To cushion the blow, make sure that your balanced portfolio includes exposure to safe-haven stocks and consider shorting likely underperformers with exposure to the weakest parts of the economy.
Don’t dismiss consumer-staples stocks as slow-growth laggards that only outperform when uncertainty makes investors pay up for steady earnings and reliable dividends.
The S&P 500 Consumer Staples Index has generated a total return of 87% over the past decade - almost three times the 30% return posted by the S&P 500. As we first posted on our Facebook fan page, with a beta of 0.56, the sector is only half as volatile as the S&P 500. Solid returns and low risk are an attractive proposition, particularly when you focus on names with exposure to rapidly growing demand in key emerging markets.

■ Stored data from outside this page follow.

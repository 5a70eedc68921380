//! Logging
//!
//! Structured logging through `tracing`. Settings come from the `[logging]`
//! table of the configuration and can be overridden with `MODELGEN_LOG`
//! (an env-filter directive), `MODELGEN_LOG_FORMAT` and `MODELGEN_LOG_OUTPUT`.

use crate::error::ApiError;
use serde::{Deserialize, Serialize};
use std::collections::BTreeMap;
use std::path::{Path, PathBuf};
use std::str::FromStr;
use tracing_subscriber::fmt::time::ChronoUtc;
use tracing_subscriber::fmt::writer::BoxMakeWriter;
use tracing_subscriber::{fmt, layer::SubscriberExt, util::SubscriberInitExt, EnvFilter, Registry};

pub const LOG_ENV: &str = "MODELGEN_LOG";
pub const LOG_FORMAT_ENV: &str = "MODELGEN_LOG_FORMAT";
pub const LOG_OUTPUT_ENV: &str = "MODELGEN_LOG_OUTPUT";

#[derive(Debug, Clone, Copy, PartialEq, Eq, Default, Serialize, Deserialize)]
#[serde(rename_all = "lowercase")]
pub enum LogFormat {
    #[default]
    Text,
    Json,
}

impl FromStr for LogFormat {
    type Err = ApiError;

    fn from_str(s: &str) -> Result<Self, Self::Err> {
        match s {
            "text" => Ok(LogFormat::Text),
            "json" => Ok(LogFormat::Json),
            other => Err(ApiError::ConfigError(format!(
                "Invalid log format: {} (must be 'json' or 'text')",
                other
            ))),
        }
    }
}

/// Log destination. Reports go to stdout, so logs default to stderr.
#[derive(Debug, Clone, Copy, PartialEq, Eq, Default, Serialize, Deserialize)]
#[serde(rename_all = "lowercase")]
pub enum LogOutput {
    Stdout,
    #[default]
    Stderr,
    File,
}

impl FromStr for LogOutput {
    type Err = ApiError;

    fn from_str(s: &str) -> Result<Self, Self::Err> {
        match s {
            "stdout" => Ok(LogOutput::Stdout),
            "stderr" => Ok(LogOutput::Stderr),
            "file" => Ok(LogOutput::File),
            other => Err(ApiError::ConfigError(format!(
                "Invalid log output: {} (must be 'stdout', 'stderr' or 'file')",
                other
            ))),
        }
    }
}

#[derive(Debug, Clone, PartialEq, Eq, Serialize, Deserialize)]
pub struct LoggingConfig {
    /// trace, debug, info, warn, error or off
    #[serde(default = "default_log_level")]
    pub level: String,

    #[serde(default)]
    pub format: LogFormat,

    #[serde(default)]
    pub output: LogOutput,

    /// Log file, used when `output = "file"`
    #[serde(default)]
    pub file: Option<PathBuf>,

    /// Colored text output on terminals
    #[serde(default = "default_true")]
    pub color: bool,

    /// Per-module levels, e.g. `"modelgen::cache" = "debug"`
    #[serde(default)]
    pub modules: BTreeMap<String, String>,
}

fn default_log_level() -> String {
    "warn".to_string()
}

fn default_true() -> bool {
    true
}

impl Default for LoggingConfig {
    fn default() -> Self {
        Self {
            level: default_log_level(),
            format: LogFormat::default(),
            output: LogOutput::default(),
            file: None,
            color: true,
            modules: BTreeMap::new(),
        }
    }
}

impl LoggingConfig {
    /// Log file to use when none is configured.
    pub fn default_file() -> PathBuf {
        directories::ProjectDirs::from("", "", "modelgen")
            .map(|dirs| dirs.data_dir().join("modelgen.log"))
            .unwrap_or_else(|| PathBuf::from("modelgen.log"))
    }
}

/// Install the global subscriber.
///
/// Environment variables win over `config`. Calling it a second time in one
/// process is an error.
pub fn init_logging(config: Option<&LoggingConfig>) -> Result<(), ApiError> {
    let defaults = LoggingConfig::default();
    let config = config.unwrap_or(&defaults);

    let filter = build_env_filter(config)?;
    let format = match std::env::var(LOG_FORMAT_ENV) {
        Ok(value) => value.parse()?,
        Err(_) => config.format,
    };
    let output = match std::env::var(LOG_OUTPUT_ENV) {
        Ok(value) => value.parse()?,
        Err(_) => config.output,
    };

    let (writer, ansi) = match output {
        LogOutput::Stdout => (BoxMakeWriter::new(std::io::stdout), config.color),
        LogOutput::Stderr => (BoxMakeWriter::new(std::io::stderr), config.color),
        LogOutput::File => {
            let path = config.file.clone().unwrap_or_else(LoggingConfig::default_file);
            (BoxMakeWriter::new(std::sync::Mutex::new(open_log_file(&path)?)), false)
        }
    };

    let subscriber = Registry::default().with(filter);
    let installed = match format {
        LogFormat::Json => subscriber
            .with(
                fmt::layer()
                    .json()
                    .with_target(true)
                    .with_timer(ChronoUtc::rfc_3339())
                    .with_writer(writer),
            )
            .try_init(),
        LogFormat::Text => subscriber
            .with(
                fmt::layer()
                    .with_target(true)
                    .with_timer(ChronoUtc::rfc_3339())
                    .with_ansi(ansi)
                    .with_writer(writer),
            )
            .try_init(),
    };
    installed.map_err(|e| ApiError::ConfigError(format!("Failed to install logger: {}", e)))
}

fn open_log_file(path: &Path) -> Result<std::fs::File, ApiError> {
    if let Some(parent) = path.parent() {
        std::fs::create_dir_all(parent)
            .map_err(|e| ApiError::ConfigError(format!("Failed to create log directory: {}", e)))?;
    }
    std::fs::OpenOptions::new()
        .create(true)
        .append(true)
        .open(path)
        .map_err(|e| ApiError::ConfigError(format!("Failed to open log file {:?}: {}", path, e)))
}

fn build_env_filter(config: &LoggingConfig) -> Result<EnvFilter, ApiError> {
    if let Ok(filter) = EnvFilter::try_from_env(LOG_ENV) {
        return Ok(filter);
    }
    if config.level == "off" {
        return Ok(EnvFilter::new("off"));
    }

    let mut filter = EnvFilter::new(&config.level);
    for (module, level) in &config.modules {
        let directive = format!("{}={}", module, level)
            .parse()
            .map_err(|e| ApiError::ConfigError(format!("Invalid log directive: {}", e)))?;
        filter = filter.add_directive(directive);
    }
    Ok(filter)
}

#[cfg(test)]
mod tests {
    use super::*;

    #[test]
    fn test_default_logging_config() {
        let config = LoggingConfig::default();
        assert_eq!(config.level, "warn");
        assert_eq!(config.format, LogFormat::Text);
        assert_eq!(config.output, LogOutput::Stderr);
        assert!(config.file.is_none());
    }

    #[test]
    fn test_parse_format_and_output() {
        assert_eq!("json".parse::<LogFormat>().unwrap(), LogFormat::Json);
        assert!("xml".parse::<LogFormat>().is_err());
        assert_eq!("file".parse::<LogOutput>().unwrap(), LogOutput::File);
        assert!("both".parse::<LogOutput>().is_err());
    }

    #[test]
    fn test_logging_config_from_toml() {
        let config: LoggingConfig = toml::from_str(
            r#"
            level = "debug"
            format = "json"
            [modules]
            "modelgen::cache" = "trace"
            "#,
        )
        .unwrap();
        assert_eq!(config.format, LogFormat::Json);
        assert_eq!(config.output, LogOutput::Stderr);
        assert_eq!(config.modules.get("modelgen::cache").map(String::as_str), Some("trace"));
        assert!(build_env_filter(&config).is_ok());
    }
}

Given the current austere market conditions, I am bullish on the consumer staples sector, which is why I am boosting allocation to consumer staples in my personal finance advisory portfolio.
One name that stands out in the sector is Kimberly-Clark (KMB), which boasts an impressive portfolio of health and hygiene brands, including Huggies, Kleenex, Cottonelle, Kotex and Depends. Although consumers in the U.S. and other developed markets have long trusted and purchased these products, Kimberly-Clark’s growth potential resides in emerging markets where penetration remains low and domestic demand (along with household incomes) is on the rise. You can uncover several more names of U.S. companies capitalizing on growth trends in emerging markets by checking out Jim Fink’s excellent article, How to Profit from the Coming Boom in Chinese Consumer Demand.
In the second quarter, Kimberly-Clark’s revenue surged 8.2% from year-ago levels, with gains in the company’s international segment leading the way. Favorable currency exchange rates contributed roughly 5% of this revenue increase, while price hikes and organic sales growth accounted for the remaining 3.2%.
Cost inflation remains Kimberly-Clark’s biggest obstacle. In the second quarter, the company’s adjusted gross margin fell 240 basis points to 31.2%, prompting management to raise its estimate of full-year materials costs to between $650 million and $750 million from $450 million to $550 million.
Thus far, the company has pushed price increases through to customers without endangering its competitive position. In a conference call to discuss second quarter earnings, management emphasized that the firm has maintained or increased its U.S. market share in six of eight product categories. Sales of certain product lines have also enjoyed above-trend growth in Brazil and China.
To combat higher input costs, Kimberly-Clark continues deliver on an efficiency initiative that’s expected to cut costs by $300 million to $350 million in 2011. Meanwhile, the introduction of a line of slip-on diapers and other higher-margin products should limit further erosion of the firm’s profitability.